▶ _Records for processing_:
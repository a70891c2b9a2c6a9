//! # Configuration
//!
//! Tavernkeep reads a single TOML file. Every section has defaults, so an
//! empty file (or a file with only the sections you care about) is valid.
//!
//! - [`ServerConfig`] - server name and listen address
//! - [`LobbyConfig`] - history size, name and message limits, default map size
//! - [`StorageConfig`] - data directory and the chat/roll mirror switch
//! - [`RateLimitConfig`] - per-connection message budget
//! - [`LoggingConfig`] - log level, log file and security log file
//! - [`SecurityConfig`] - Argon2 cost for lobby passwords
//! - [`CampaignsConfig`] - directory of extra campaign definitions
//!
//! ## Usage
//!
//! ```rust,no_run
//! use tavernkeep::config::Config;
//!
//! #[tokio::main]
//! async fn main() -> anyhow::Result<()> {
//!     let config = Config::load("config.toml").await?;
//!     println!("Listening on {}", config.server.bind);
//!     Ok(())
//! }
//! ```
//!
//! ## File Format
//!
//! ```toml
//! [server]
//! name = "The Prancing Pony"
//! bind = "0.0.0.0:8080"
//!
//! [lobby]
//! history_limit = 40
//!
//! [rate_limit]
//! max_events = 40
//! window_ms = 10000
//!
//! [security.argon2]
//! memory_kib = 19456
//! time_cost = 2
//! parallelism = 1
//! ```

use anyhow::{anyhow, Result};
use serde::{Deserialize, Serialize};
use tokio::fs;

use crate::lobby::map::{MAX_SIDE, MIN_SIDE};
use crate::lobby::LobbyDefaults;

#[derive(Debug, Clone, Serialize, Deserialize)]
#[serde(default)]
pub struct ServerConfig {
    pub name: String,
    pub bind: String,
}

impl Default for ServerConfig {
    fn default() -> Self {
        ServerConfig {
            name: "Tavernkeep".to_string(),
            bind: "127.0.0.1:8080".to_string(),
        }
    }
}

#[derive(Debug, Clone, Serialize, Deserialize)]
#[serde(default)]
pub struct LobbyConfig {
    /// Chat and roll entries replayed to a new joiner.
    pub history_limit: usize,
    pub max_name_chars: usize,
    pub max_lobby_name_chars: usize,
    pub max_message_chars: usize,
    pub default_map_width: i64,
    pub default_map_height: i64,
}

impl Default for LobbyConfig {
    fn default() -> Self {
        LobbyConfig {
            history_limit: 40,
            max_name_chars: 24,
            max_lobby_name_chars: 32,
            max_message_chars: 500,
            default_map_width: 20,
            default_map_height: 20,
        }
    }
}

impl LobbyConfig {
    pub fn defaults(&self) -> LobbyDefaults {
        LobbyDefaults {
            history_limit: self.history_limit,
            map_width: self.default_map_width,
            map_height: self.default_map_height,
        }
    }
}

#[derive(Debug, Clone, Serialize, Deserialize)]
#[serde(default)]
pub struct StorageConfig {
    pub data_dir: String,
    /// Copy chat, rolls and lobby metadata into a sled database.
    pub mirror_enabled: bool,
}

impl Default for StorageConfig {
    fn default() -> Self {
        StorageConfig {
            data_dir: "./data".to_string(),
            mirror_enabled: true,
        }
    }
}

impl StorageConfig {
    pub fn mirror_path(&self) -> std::path::PathBuf {
        std::path::Path::new(&self.data_dir).join("mirror")
    }
}

#[derive(Debug, Clone, Serialize, Deserialize)]
#[serde(default)]
pub struct RateLimitConfig {
    pub enabled: bool,
    pub max_events: u32,
    pub window_ms: u64,
}

impl Default for RateLimitConfig {
    fn default() -> Self {
        RateLimitConfig {
            enabled: true,
            max_events: 40,
            window_ms: 10_000,
        }
    }
}

#[derive(Debug, Clone, Serialize, Deserialize)]
pub struct LoggingConfig {
    pub level: String,
    pub file: Option<String>,
    #[serde(default)]
    pub security_file: Option<String>,
}

impl Default for LoggingConfig {
    fn default() -> Self {
        LoggingConfig {
            level: "info".to_string(),
            file: Some("tavernkeep.log".to_string()),
            security_file: Some("tavernkeep-security.log".to_string()),
        }
    }
}

#[derive(Debug, Clone, Serialize, Deserialize, Default)]
pub struct Argon2Config {
    #[serde(default)]
    pub memory_kib: Option<u32>,
    #[serde(default)]
    pub time_cost: Option<u32>,
    #[serde(default)]
    pub parallelism: Option<u32>,
}

#[derive(Debug, Clone, Serialize, Deserialize, Default)]
pub struct SecurityConfig {
    #[serde(default)]
    pub argon2: Option<Argon2Config>,
}

#[derive(Debug, Clone, Serialize, Deserialize, Default)]
pub struct CampaignsConfig {
    /// Directory of `*.json` campaign definitions loaded next to the built-ins.
    #[serde(default)]
    pub dir: Option<String>,
}

#[derive(Debug, Clone, Serialize, Deserialize, Default)]
pub struct Config {
    #[serde(default)]
    pub server: ServerConfig,
    #[serde(default)]
    pub lobby: LobbyConfig,
    #[serde(default)]
    pub storage: StorageConfig,
    #[serde(default)]
    pub rate_limit: RateLimitConfig,
    #[serde(default)]
    pub logging: LoggingConfig,
    #[serde(default)]
    pub security: Option<SecurityConfig>,
    #[serde(default)]
    pub campaigns: CampaignsConfig,
}

impl Config {
    /// Load configuration from a file
    pub async fn load(path: &str) -> Result<Self> {
        let content = fs::read_to_string(path)
            .await
            .map_err(|e| anyhow!("Failed to read config file {}: {}", path, e))?;

        let config: Config = toml::from_str(&content)
            .map_err(|e| anyhow!("Failed to parse config file {}: {}", path, e))?;

        config.validate()?;
        Ok(config)
    }

    /// Create a default configuration file
    pub async fn create_default(path: &str) -> Result<()> {
        let config = Config::default();
        let content = toml::to_string_pretty(&config)
            .map_err(|e| anyhow!("Failed to serialize default config: {}", e))?;

        fs::write(path, content)
            .await
            .map_err(|e| anyhow!("Failed to write config file {}: {}", path, e))?;

        Ok(())
    }

    pub fn validate(&self) -> Result<()> {
        self.server
            .bind
            .parse::<std::net::SocketAddr>()
            .map_err(|e| anyhow!("server.bind '{}' is not a socket address: {}", self.server.bind, e))?;
        let l = &self.lobby;
        if l.max_name_chars == 0 || l.max_lobby_name_chars == 0 || l.max_message_chars == 0 {
            return Err(anyhow!("lobby name and message limits must be at least 1"));
        }
        for (what, side) in [("default_map_width", l.default_map_width), ("default_map_height", l.default_map_height)] {
            if !(MIN_SIDE..=MAX_SIDE).contains(&side) {
                return Err(anyhow!("lobby.{} must be within {}-{}, got {}", what, MIN_SIDE, MAX_SIDE, side));
            }
        }
        if self.rate_limit.enabled && (self.rate_limit.max_events == 0 || self.rate_limit.window_ms == 0) {
            return Err(anyhow!("rate_limit.max_events and rate_limit.window_ms must be positive"));
        }
        Ok(())
    }

    pub fn argon2(&self) -> Option<&Argon2Config> {
        self.security.as_ref().and_then(|s| s.argon2.as_ref())
    }
}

▶ _Directions_:
Please transcribe the lines from the one containing "to write config" through the last line of the records. Include both ends and nothing else.

▶ _Task result_:
            .map_err(|e| anyhow!("Failed to write config file {}: {}", path, e))?;

        Ok(())
    }

    pub fn validate(&self) -> Result<()> {
        self.server
            .bind
            .parse::<std::net::SocketAddr>()
            .map_err(|e| anyhow!("server.bind '{}' is not a socket address: {}", self.server.bind, e))?;
        let l = &self.lobby;
        if l.max_name_chars == 0 || l.max_lobby_name_chars == 0 || l.max_message_chars == 0 {
            return Err(anyhow!("lobby name and message limits must be at least 1"));
        }
        for (what, side) in [("default_map_width", l.default_map_width), ("default_map_height", l.default_map_height)] {
            if !(MIN_SIDE..=MAX_SIDE).contains(&side) {
                return Err(anyhow!("lobby.{} must be within {}-{}, got {}", what, MIN_SIDE, MAX_SIDE, side));
            }
        }
        if self.rate_limit.enabled && (self.rate_limit.max_events == 0 || self.rate_limit.window_ms == 0) {
            return Err(anyhow!("rate_limit.max_events and rate_limit.window_ms must be positive"));
        }
        Ok(())
    }

    pub fn argon2(&self) -> Option<&Argon2Config> {
        self.security.as_ref().and_then(|s| s.argon2.as_ref())
    }
}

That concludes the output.